Lyon has a lot of cultural activities going on throughout the year and during our stay in September, it was the turn of the 17e Bienniale de La Danse, with everything from impromptu displays of break dancing and hip-hop on the verandah along the front of L’Opera to more formal concerts at a variety of venues. Through our studies at L’Inflexyon we were able to attend what was perhaps one of the stranger events, a piece called simply Corbeaux (Crows), staged in the Roman Théatre des 3 Gauls, built in 19A.D. at the foot of La Croix Rousse. In this somewhat bizarre performance a troupe of twenty-five performers from Morocco, all dressed simply in black, put themselves into a trance through a choreographed trembling of their heads and the continuous chanting of a psalmodie. I don’t believe we were alone in finding the spectacle completely incomprehensible. However, it was eerie to be sitting where delegations from the 60 Gallic tribes who paid allegiance to their Roman conquerors, would also have sat and watched the type of entertainment much favoured by the imperial cult in those days, and, perhaps, finding those games equally bizarre! On a more somber note, the amphitheatre was also the scene, in 177AD of the first sacrifices of Christian martyrs on behalf of Emperor Marcus Aurelius, who treated Christianity as a ‘problem’ to be dealt with ‘locally’, by his subordinates!

Les Frères Lumière
Paul Bocuse

 

 

 

 

 

No description of Lyon would be complete without a mention of the endless array of street art. From officially sanctioned murals such as the amazing full building works of a bookstore and an apartment dwelling occupied by Lyon’s famous characters on every balcony, to celebrity murals such as that of Paul Bocuse, and lots of very amusing graffiti, solid sculptures like a pair of legs or half a bicycle sticking out from walls and small pieces of mosaic tucked here and there. One street in Vieux Lyon has shields painted with family coats of arms hanging from wall brackets at just about every building. The observant eye will see sculptures of strange creatures hanging off window sills and beautiful brass knockers adorn many a doorway. It’s almost as if it would be a greater challenge to find a street bereft of such art and artifacts.

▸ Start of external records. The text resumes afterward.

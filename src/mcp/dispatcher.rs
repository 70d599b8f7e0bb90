//! Uniform invocation across tools, prompts and resources.
//!
//! Tool failures become `isError` content; prompt and resource failures are
//! returned as errors and reach the controller as JSON-RPC errors. Handlers
//! run on their own task so a panic is reported instead of unwinding into
//! the session.

use serde::Serialize;
use serde_json::Value;
use std::collections::HashMap;
use std::sync::Arc;
use tracing::{debug, error};

use crate::error::{Error, Result, UnreadableReason};
use crate::mcp::handler::ToolContext;
use crate::mcp::prompts::GetPromptResult;
use crate::mcp::protocol::ToolResult;
use crate::mcp::registry::{Entry, EntryKind, Registry};
use crate::mcp::resources::ReadResourceResult;

/// One invocation of a registered entry.
#[derive(Debug, Clone)]
pub enum Invocation {
    CallTool {
        name: String,
        arguments: HashMap<String, Value>,
    },
    GetPrompt {
        name: String,
        arguments: HashMap<String, Value>,
    },
    ReadResource {
        uri: String,
    },
}

impl Invocation {
    pub fn kind(&self) -> EntryKind {
        match self {
            Self::CallTool { .. } => EntryKind::Tool,
            Self::GetPrompt { .. } => EntryKind::Prompt,
            Self::ReadResource { .. } => EntryKind::Resource,
        }
    }

    /// Name or URI being invoked.
    pub fn key(&self) -> &str {
        match self {
            Self::CallTool { name, .. } | Self::GetPrompt { name, .. } => name,
            Self::ReadResource { uri } => uri,
        }
    }
}

/// Result of a successful invocation.
#[derive(Debug, Clone, Serialize)]
#[serde(untagged)]
pub enum Outcome {
    Tool(ToolResult),
    Prompt(GetPromptResult),
    Resource(ReadResourceResult),
}

impl Outcome {
    pub fn into_value(self) -> Result<Value> {
        Ok(serde_json::to_value(self)?)
    }
}

/// Routes invocations to registry entries.
#[derive(Clone)]
pub struct Dispatcher {
    registry: Arc<Registry>,
}

impl Dispatcher {
    pub fn new(registry: Arc<Registry>) -> Self {
        Self { registry }
    }

    pub fn registry(&self) -> &Arc<Registry> {
        &self.registry
    }

    pub async fn invoke(&self, ctx: &ToolContext, invocation: Invocation) -> Result<Outcome> {
        debug!(
            "Dispatching {} {}",
            invocation.kind(),
            invocation.key()
        );
        match invocation {
            Invocation::CallTool { name, arguments } => self
                .call_tool(ctx, &name, arguments)
                .await
                .map(Outcome::Tool),
            Invocation::GetPrompt { name, arguments } => self
                .registry
                .prompts()
                .get(&name, &arguments)
                .map(Outcome::Prompt),
            Invocation::ReadResource { uri } => {
                self.read_resource(&uri).await.map(Outcome::Resource)
            }
        }
    }

    async fn call_tool(
        &self,
        ctx: &ToolContext,
        name: &str,
        arguments: HashMap<String, Value>,
    ) -> Result<ToolResult> {
        let Entry::Tool(handler) = self.registry.get(EntryKind::Tool, name)? else {
            return Err(Error::not_found(EntryKind::Tool, name));
        };

        // Prerequisites are checked before the handler sees anything.
        if let Some(missing) = handler
            .requires()
            .into_iter()
            .find(|cap| !ctx.supports(cap))
        {
            debug!("Tool {} refused: peer lacks {}", name, missing);
            return Ok(ToolResult::from_error(&Error::CapabilityUnsupported(
                missing,
            )));
        }

        let task_ctx = ctx.clone();
        let outcome =
            tokio::spawn(async move { handler.execute(&task_ctx, arguments).await }).await;

        Ok(match outcome {
            Ok(Ok(result)) => result,
            Ok(Err(e)) => {
                debug!("Tool {} failed: {}", name, e);
                ToolResult::from_error(&e)
            }
            Err(join) => {
                error!("Tool {} handler aborted: {}", name, join);
                ToolResult::from_error(&Error::Internal(format!(
                    "tool {} handler panicked",
                    name
                )))
            }
        })
    }

    async fn read_resource(&self, uri: &str) -> Result<ReadResourceResult> {
        let Entry::Resource(resolved) = self.registry.get(EntryKind::Resource, uri)? else {
            return Err(Error::not_found(EntryKind::Resource, uri));
        };

        match tokio::spawn(async move { resolved.read().await }).await {
            Ok(contents) => Ok(ReadResourceResult {
                contents: vec![contents?],
            }),
            Err(join) => {
                error!("Resource reader for {} aborted: {}", uri, join);
                Err(Error::unreadable(
                    uri,
                    UnreadableReason::Io {
                        detail: "resource reader panicked".to_string(),
                    },
                ))
            }
        }
    }
}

Thus our month in Lyon was well occupied, the September weather was delightful, with just a little light rain on a couple to days to freshen the air and make the streets shine. We reached the end of our stay with a long list of places and events we hadn’t seen and for which we should have made time, but it is always good to have reasons enough to go back again to such a lovely city some day hence. And then there is all the surrounding countryside with the Beaujolais vineyards to north and west, other fine cities such as Grenoble and Geneva, and the foothills of the Alps a short drive away to the east, giving us yet more incentives to return. It probably isn’t somewhere that we will consider living one day, for from all accounts the winter weather is probably more severe than this couple of South Californian softies want to live with.

And with that thought in mind our next destination was 400 kilometres closer to the equator, still in France, but bordering the attractions of the Mediterranean sea, a region of the country much eulogized by a host of writers in the past, and for many years one of the essential elements of that soul-searching, educational rite of passage known as the “Grand Tour” by so many artists, writers, and carefree young gentlemen, and ladies, of means in the eighteenth and nineteenth centuries; I refer, of course, to “La Provence”.